Vocabulary is a power builder. Every time I use the word "concomitant" in a conversation I see my listener's eyebrows go up as if to say, "what does this guy know that I don't?" Then again, maybe they're just signaling that I'm full of more than just baked beans. I suspect the latter, but either way it creates an impression. I sensed the power of the almighty word late in my teens as I was preparing for my SAT tests as a foreign exchange student in Germany. Missing the normal study manuals available in the U.S., I turned to my Funk & Wagnalls and began with "abhor," working my way through the Gs before test-time called "time out." Later, serving "midwatch" in the Navy off Vietnam in 1969, I continued the game in reverse, starting with "zymurgy" and regressing to "kinetics" by the time we sailed home to San Diego. There had been lots of midwatches, but not enough it seems to cover all 26 letters; I was missing H I J.

This deficiency never seemed to affect my career much until the last few months when I began reading in The New York Times and The Wall Street Journal about U.S. "hegemony" in connection with post 9/11 maneuverings in Afghanistan, Iraq, and North Korea. This was an "H" word I had read before but never really bothered to think about. Well a "hegemony" it seems, is the dominance of one country over others not only militarily but economically as well, and as fitting a word as any of my A through Gs and Zs to Ks to describe the world's current state of affairs. There can be little doubt that we have an American hegemony. But while the United States rules the waves as well as turf and sky, I'm not so sure that we are, or perhaps will be the economic powerhouse we once were. Three years of stock market declines, a 20% devaluation of the dollar over 10 months, and an inability to serve as the global economy's locomotive despite massive monetary and fiscal stimulation suggests America's "shining city on a hill" may have lost some of its sheen of late. The US of A it seems is becoming less wealthy by the minute as foreign investment is withheld and in some cases redirected to Chinese and other more attractive ports of call. Economically, we may have begun a process of hegemonic decay and if true, at some point we will have to put that in our Funk & Wagnalls and smoke it. Let's see why.

 

The initiation of U.S. hegemonic decline can't be blamed on any single source. Excessive build up of private debt, which in part led to an investment and stock market bubble, has been a primary culprit. Our overvalued dollar and a near historic trade deficit are in the running for the hegemonic Oscar as well. But if all of these be ingredients, there is no doubt that 9/11 was the significant catalyst, despite its coming more than a year after several of these economic and financial trends experienced their peaks. In the aftermath of 9/11 it became apparent to George Bush and the Washington defense establishment that future conflict would perhaps be not only near perpetual, but of a nature quite different from Desert Storm over a decade ago. While the eradication of Iraq from Kuwait was a single purpose conflict, today's potential invasion of Iraq is but one of a multitude of steps that hopefully leads to terrorist containment as opposed to the eradication of Islamic extremism. Bush has in no uncertain terms said that our future struggle will be a never-ending story as opposed to a single shot kill. If so, investors must know that perpetual containment entails costs - not just monetary but those involving potential policy reversals that have formed the backbone of America's economic hegemony for nearly seven decades.

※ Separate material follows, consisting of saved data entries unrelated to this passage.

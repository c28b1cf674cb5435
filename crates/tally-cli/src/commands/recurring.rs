//! Recurring definition commands

use anyhow::{Context, Result};
use chrono::{NaiveDate, Utc};
use tally_core::{
    db::Database,
    models::{Interval, NewRecurring},
    recurring::run_due,
};

use super::truncate;

pub fn cmd_recurring_list(db: &Database) -> Result<()> {
    let definitions = db.list_recurring(true)?;

    if definitions.is_empty() {
        println!("No recurring definitions yet. Add one with: tally recurring add");
        return Ok(());
    }

    println!("🔁 Recurring definitions");
    println!(
        "   {:>4}  {:<28} {:>10}  {:<8} {:<12} {}",
        "id", "description", "amount", "interval", "next run", "status"
    );
    for def in definitions {
        println!(
            "   {:>4}  {:<28} {:>10.2}  {:<8} {:<12} {}",
            def.id,
            truncate(&def.description, 28),
            def.amount,
            def.interval.as_str(),
            def.next_run_date,
            if def.active { "active" } else { "paused" }
        );
    }
    Ok(())
}

#[allow(clippy::too_many_arguments)]
pub fn cmd_recurring_add(
    db: &Database,
    description: &str,
    amount: f64,
    interval: &str,
    start: &str,
    account: Option<&str>,
    category: Option<&str>,
) -> Result<()> {
    let interval: Interval = interval
        .parse()
        .map_err(|e: String| anyhow::anyhow!(e))?;
    let next_run_date = NaiveDate::parse_from_str(start, "%Y-%m-%d")
        .context("Invalid --start date format (use YYYY-MM-DD)")?;

    let account_id = account.map(|name| db.upsert_account(name)).transpose()?;
    let category_id = category.map(|label| db.resolve_category(Some(label))).transpose()?;

    let id = db.insert_recurring(&NewRecurring {
        description: description.to_string(),
        amount,
        interval,
        next_run_date,
        account_id,
        category_id,
    })?;

    println!(
        "✅ Recurring definition {} created: {} {:.2} {} starting {}",
        id, description, amount, interval, next_run_date
    );
    Ok(())
}

pub fn cmd_recurring_run(db: &Database, date: Option<&str>) -> Result<()> {
    let today = match date {
        Some(s) => NaiveDate::parse_from_str(s, "%Y-%m-%d")
            .context("Invalid --date format (use YYYY-MM-DD)")?,
        None => Utc::now().date_naive(),
    };

    println!("🔁 Processing recurring transactions as of {}...", today);

    let report = run_due(db, today)?;

    println!("✅ Run complete!");
    println!("   Fired: {}", report.fired);
    if report.already_fired > 0 {
        println!("   Already materialized: {}", report.already_fired);
    }
    for (id, error) in &report.failed {
        println!("   ⚠️  Definition {} failed: {}", id, error);
    }
    for (id, interval) in &report.malformed {
        println!(
            "   ⚠️  Definition {} skipped: malformed interval '{}'",
            id, interval
        );
    }
    Ok(())
}

pub fn cmd_recurring_pause(db: &Database, id: i64) -> Result<()> {
    db.set_recurring_active(id, false)?;
    println!("⏸️  Definition {} paused (history kept)", id);
    Ok(())
}

pub fn cmd_recurring_resume(db: &Database, id: i64) -> Result<()> {
    db.set_recurring_active(id, true)?;
    println!("▶️  Definition {} resumed", id);
    Ok(())
}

That such a hegemony has been based upon (1) America's military domination and (2) America's superior economy as reflected by the dollar's ascension to the top of the pile as the world's reserve currency - is undeniable. All hegemonies including Britannia's (since the fall of Napoleon to the end of WWI), have shared similar characteristics. As current leader of the pack, America has been able to implement policies ( free trade, open capital markets, and a strong currency) which have not only reflected its political heritage and philosophy but have added dollars and cents to its citizens' pocket books, as well as SUVs to their driveways. But the U.S., unlike the British Empire rests on a fragile foundation built upon consumer spending and trade deficits as opposed to mercantilism and trade surpluses, which characterized Britannia's rule. These deficits, coming at a time of American military expansion in pursuit of terrorist containment, threaten to reverse our hegemonic benefits and end our economic domination. Our SUVs, as well as our top cat near-monopoly of the good times are at risk.

 

 The figure is a line graph showing the real U.S. trade deficit as a percentage of real U.S. gross domestic product, from 1947 to 2002. The metric is mostly negative over the period, meaning a deficit, and trends downward over time, to about negative 5% in 2002, down from about positive 2.2% in 1947. From 1996 to 2002, the decline is steep, down from about negative 1% in about six years. The metric only is positive with any significance—meaning a surplus— in the late 1940s and in the late-1970s to early-1980s. Between 1949 and 1983, the range is about negative 2.2% to positive 0.75%. It dips to about negative 2.8% in the mid-1980s, then increases to zero by the early 1990s. After than it starts a decline down to 2002.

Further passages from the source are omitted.